- Opening Delimiter -
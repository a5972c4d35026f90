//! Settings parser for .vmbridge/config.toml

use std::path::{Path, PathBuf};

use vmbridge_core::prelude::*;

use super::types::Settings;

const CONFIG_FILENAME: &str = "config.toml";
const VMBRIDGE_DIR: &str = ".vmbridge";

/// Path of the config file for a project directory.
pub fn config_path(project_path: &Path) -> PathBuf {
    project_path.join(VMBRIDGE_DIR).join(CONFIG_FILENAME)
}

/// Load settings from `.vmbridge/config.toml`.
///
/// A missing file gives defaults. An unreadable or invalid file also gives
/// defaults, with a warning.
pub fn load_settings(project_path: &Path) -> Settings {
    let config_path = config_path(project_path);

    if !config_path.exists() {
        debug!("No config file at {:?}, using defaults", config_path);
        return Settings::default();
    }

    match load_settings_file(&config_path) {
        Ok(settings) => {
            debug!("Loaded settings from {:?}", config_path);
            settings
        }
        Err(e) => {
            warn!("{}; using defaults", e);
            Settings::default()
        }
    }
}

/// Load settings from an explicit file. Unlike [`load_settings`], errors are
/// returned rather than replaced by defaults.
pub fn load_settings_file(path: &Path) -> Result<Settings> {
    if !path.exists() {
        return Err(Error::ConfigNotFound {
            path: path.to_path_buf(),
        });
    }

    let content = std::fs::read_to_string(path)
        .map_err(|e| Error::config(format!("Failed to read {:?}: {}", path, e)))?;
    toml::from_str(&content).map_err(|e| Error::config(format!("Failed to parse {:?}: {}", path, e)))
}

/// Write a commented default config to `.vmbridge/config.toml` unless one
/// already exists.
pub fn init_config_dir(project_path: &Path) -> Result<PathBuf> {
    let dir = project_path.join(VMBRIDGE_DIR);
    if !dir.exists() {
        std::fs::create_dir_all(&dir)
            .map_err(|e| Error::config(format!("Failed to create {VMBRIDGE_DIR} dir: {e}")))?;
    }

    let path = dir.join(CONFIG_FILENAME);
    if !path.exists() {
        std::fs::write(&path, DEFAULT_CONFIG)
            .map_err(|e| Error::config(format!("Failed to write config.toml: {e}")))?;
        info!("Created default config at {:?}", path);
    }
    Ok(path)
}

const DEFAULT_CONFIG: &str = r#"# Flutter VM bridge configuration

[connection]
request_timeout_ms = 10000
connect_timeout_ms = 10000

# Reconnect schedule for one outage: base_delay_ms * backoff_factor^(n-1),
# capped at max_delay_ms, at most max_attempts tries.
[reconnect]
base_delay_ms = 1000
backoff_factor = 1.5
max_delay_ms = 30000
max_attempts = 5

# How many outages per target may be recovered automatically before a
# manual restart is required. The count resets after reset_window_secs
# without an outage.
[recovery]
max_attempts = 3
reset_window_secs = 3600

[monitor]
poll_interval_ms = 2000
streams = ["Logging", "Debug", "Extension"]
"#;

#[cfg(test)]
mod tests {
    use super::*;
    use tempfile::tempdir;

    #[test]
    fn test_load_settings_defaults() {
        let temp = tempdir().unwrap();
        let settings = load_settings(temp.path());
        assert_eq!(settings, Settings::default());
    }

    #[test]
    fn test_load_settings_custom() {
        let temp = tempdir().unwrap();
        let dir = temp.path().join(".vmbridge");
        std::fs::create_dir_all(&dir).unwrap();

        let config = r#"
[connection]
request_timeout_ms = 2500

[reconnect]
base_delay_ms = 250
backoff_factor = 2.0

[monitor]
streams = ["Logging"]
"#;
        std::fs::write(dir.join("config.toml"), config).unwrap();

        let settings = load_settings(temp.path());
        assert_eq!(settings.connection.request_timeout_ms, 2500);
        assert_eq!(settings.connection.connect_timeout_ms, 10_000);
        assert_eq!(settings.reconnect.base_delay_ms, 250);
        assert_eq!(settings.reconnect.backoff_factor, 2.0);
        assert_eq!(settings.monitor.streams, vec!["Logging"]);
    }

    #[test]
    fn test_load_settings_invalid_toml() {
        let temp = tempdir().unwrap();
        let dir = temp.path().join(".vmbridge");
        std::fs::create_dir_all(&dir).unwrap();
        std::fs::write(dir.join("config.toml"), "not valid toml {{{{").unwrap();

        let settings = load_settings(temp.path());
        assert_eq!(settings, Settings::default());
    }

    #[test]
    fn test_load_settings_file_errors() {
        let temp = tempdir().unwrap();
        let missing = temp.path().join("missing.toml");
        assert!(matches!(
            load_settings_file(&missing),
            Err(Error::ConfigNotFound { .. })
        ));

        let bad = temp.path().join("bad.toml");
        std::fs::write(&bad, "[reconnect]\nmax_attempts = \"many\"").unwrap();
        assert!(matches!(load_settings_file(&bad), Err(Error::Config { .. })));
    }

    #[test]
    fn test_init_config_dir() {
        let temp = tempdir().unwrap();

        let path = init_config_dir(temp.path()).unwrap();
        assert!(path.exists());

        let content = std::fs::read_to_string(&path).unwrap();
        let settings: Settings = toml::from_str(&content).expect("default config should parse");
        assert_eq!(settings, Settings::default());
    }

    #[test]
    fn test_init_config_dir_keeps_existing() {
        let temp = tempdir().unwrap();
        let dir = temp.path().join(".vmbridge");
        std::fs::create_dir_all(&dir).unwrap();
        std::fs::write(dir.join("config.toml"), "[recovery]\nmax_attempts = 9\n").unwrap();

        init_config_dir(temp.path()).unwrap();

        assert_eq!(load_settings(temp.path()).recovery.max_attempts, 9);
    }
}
- Closing Delimiter -
THE PROBLEM | Line by line, set down the material exactly as given.

TASK OUTPUT |
repository a5972c4d35026f90
//! Settings parser for .vmbridge/config.toml

use std::path::{Path, PathBuf};

use vmbridge_core::prelude::*;

use super::types::Settings;

const CONFIG_FILENAME: &str = "config.toml";
const VMBRIDGE_DIR: &str = ".vmbridge";

/// Path of the config file for a project directory.
pub fn config_path(project_path: &Path) -> PathBuf {
    project_path.join(VMBRIDGE_DIR).join(CONFIG_FILENAME)
}

/// Load settings from `.vmbridge/config.toml`.
///
/// A missing file gives defaults. An unreadable or invalid file also gives
/// defaults, with a warning.
pub fn load_settings(project_path: &Path) -> Settings {
    let config_path = config_path(project_path);

    if !config_path.exists() {
        debug!("No config file at {:?}, using defaults", config_path);
        return Settings::default();
    }

    match load_settings_file(&config_path) {
        Ok(settings) => {
            debug!("Loaded settings from {:?}", config_path);
            settings
        }
        Err(e) => {
            warn!("{}; using defaults", e);
            Settings::default()
        }
    }
}

/// Load settings from an explicit file. Unlike [`load_settings`], errors are
/// returned rather than replaced by defaults.
pub fn load_settings_file(path: &Path) -> Result<Settings> {
    if !path.exists() {
        return Err(Error::ConfigNotFound {
            path: path.to_path_buf(),
        });
    }

    let content = std::fs::read_to_string(path)
        .map_err(|e| Error::config(format!("Failed to read {:?}: {}", path, e)))?;
    toml::from_str(&content).map_err(|e| Error::config(format!("Failed to parse {:?}: {}", path, e)))
}

/// Write a commented default config to `.vmbridge/config.toml` unless one
/// already exists.
pub fn init_config_dir(project_path: &Path) -> Result<PathBuf> {
    let dir = project_path.join(VMBRIDGE_DIR);
    if !dir.exists() {
        std::fs::create_dir_all(&dir)
            .map_err(|e| Error::config(format!("Failed to create {VMBRIDGE_DIR} dir: {e}")))?;
    }

    let path = dir.join(CONFIG_FILENAME);
    if !path.exists() {
        std::fs::write(&path, DEFAULT_CONFIG)
            .map_err(|e| Error::config(format!("Failed to write config.toml: {e}")))?;
        info!("Created default config at {:?}", path);
    }
    Ok(path)
}

const DEFAULT_CONFIG: &str = r#"# Flutter VM bridge configuration

[connection]
request_timeout_ms = 10000
connect_timeout_ms = 10000

# Reconnect schedule for one outage: base_delay_ms * backoff_factor^(n-1),
# capped at max_delay_ms, at most max_attempts tries.
[reconnect]
base_delay_ms = 1000
backoff_factor = 1.5
max_delay_ms = 30000
max_attempts = 5

# How many outages per target may be recovered automatically before a
# manual restart is required. The count resets after reset_window_secs
# without an outage.
[recovery]
max_attempts = 3
reset_window_secs = 3600

[monitor]
poll_interval_ms = 2000
streams = ["Logging", "Debug", "Extension"]
"#;

#[cfg(test)]
mod tests {
    use super::*;
    use tempfile::tempdir;

    #[test]
    fn test_load_settings_defaults() {
        let temp = tempdir().unwrap();
        let settings = load_settings(temp.path());
        assert_eq!(settings, Settings::default());
    }

    #[test]
    fn test_load_settings_custom() {
        let temp = tempdir().unwrap();
        let dir = temp.path().join(".vmbridge");
        std::fs::create_dir_all(&dir).unwrap();

        let config = r#"
[connection]
request_timeout_ms = 2500

[reconnect]
base_delay_ms = 250
backoff_factor = 2.0

[monitor]
streams = ["Logging"]
"#;
        std::fs::write(dir.join("config.toml"), config).unwrap();

        let settings = load_settings(temp.path());
        assert_eq!(settings.connection.request_timeout_ms, 2500);
        assert_eq!(settings.connection.connect_timeout_ms, 10_000);
        assert_eq!(settings.reconnect.base_delay_ms, 250);
        assert_eq!(settings.reconnect.backoff_factor, 2.0);
        assert_eq!(settings.monitor.streams, vec!["Logging"]);
    }

    #[test]
    fn test_load_settings_invalid_toml() {
        let temp = tempdir().unwrap();
        let dir = temp.path().join(".vmbridge");
        std::fs::create_dir_all(&dir).unwrap();
        std::fs::write(dir.join("config.toml"), "not valid toml {{{{").unwrap();

        let settings = load_settings(temp.path());
        assert_eq!(settings, Settings::default());
    }

    #[test]
    fn test_load_settings_file_errors() {
        let temp = tempdir().unwrap();
        let missing = temp.path().join("missing.toml");
        assert!(matches!(
            load_settings_file(&missing),
            Err(Error::ConfigNotFound { .. })
        ));

        let bad = temp.path().join("bad.toml");
        std::fs::write(&bad, "[reconnect]\nmax_attempts = \"many\"").unwrap();
        assert!(matches!(load_settings_file(&bad), Err(Error::Config { .. })));
    }

    #[test]
    fn test_init_config_dir() {
        let temp = tempdir().unwrap();

        let path = init_config_dir(temp.path()).unwrap();
        assert!(path.exists());

        let content = std::fs::read_to_string(&path).unwrap();
        let settings: Settings = toml::from_str(&content).expect("default config should parse");
        assert_eq!(settings, Settings::default());
    }

    #[test]
    fn test_init_config_dir_keeps_existing() {
        let temp = tempdir().unwrap();
        let dir = temp.path().join(".vmbridge");
        std::fs::create_dir_all(&dir).unwrap();
        std::fs::write(dir.join("config.toml"), "[recovery]\nmax_attempts = 9\n").unwrap();

        init_config_dir(temp.path()).unwrap();

        assert_eq!(load_settings(temp.path()).recovery.max_attempts, 9);
    }
}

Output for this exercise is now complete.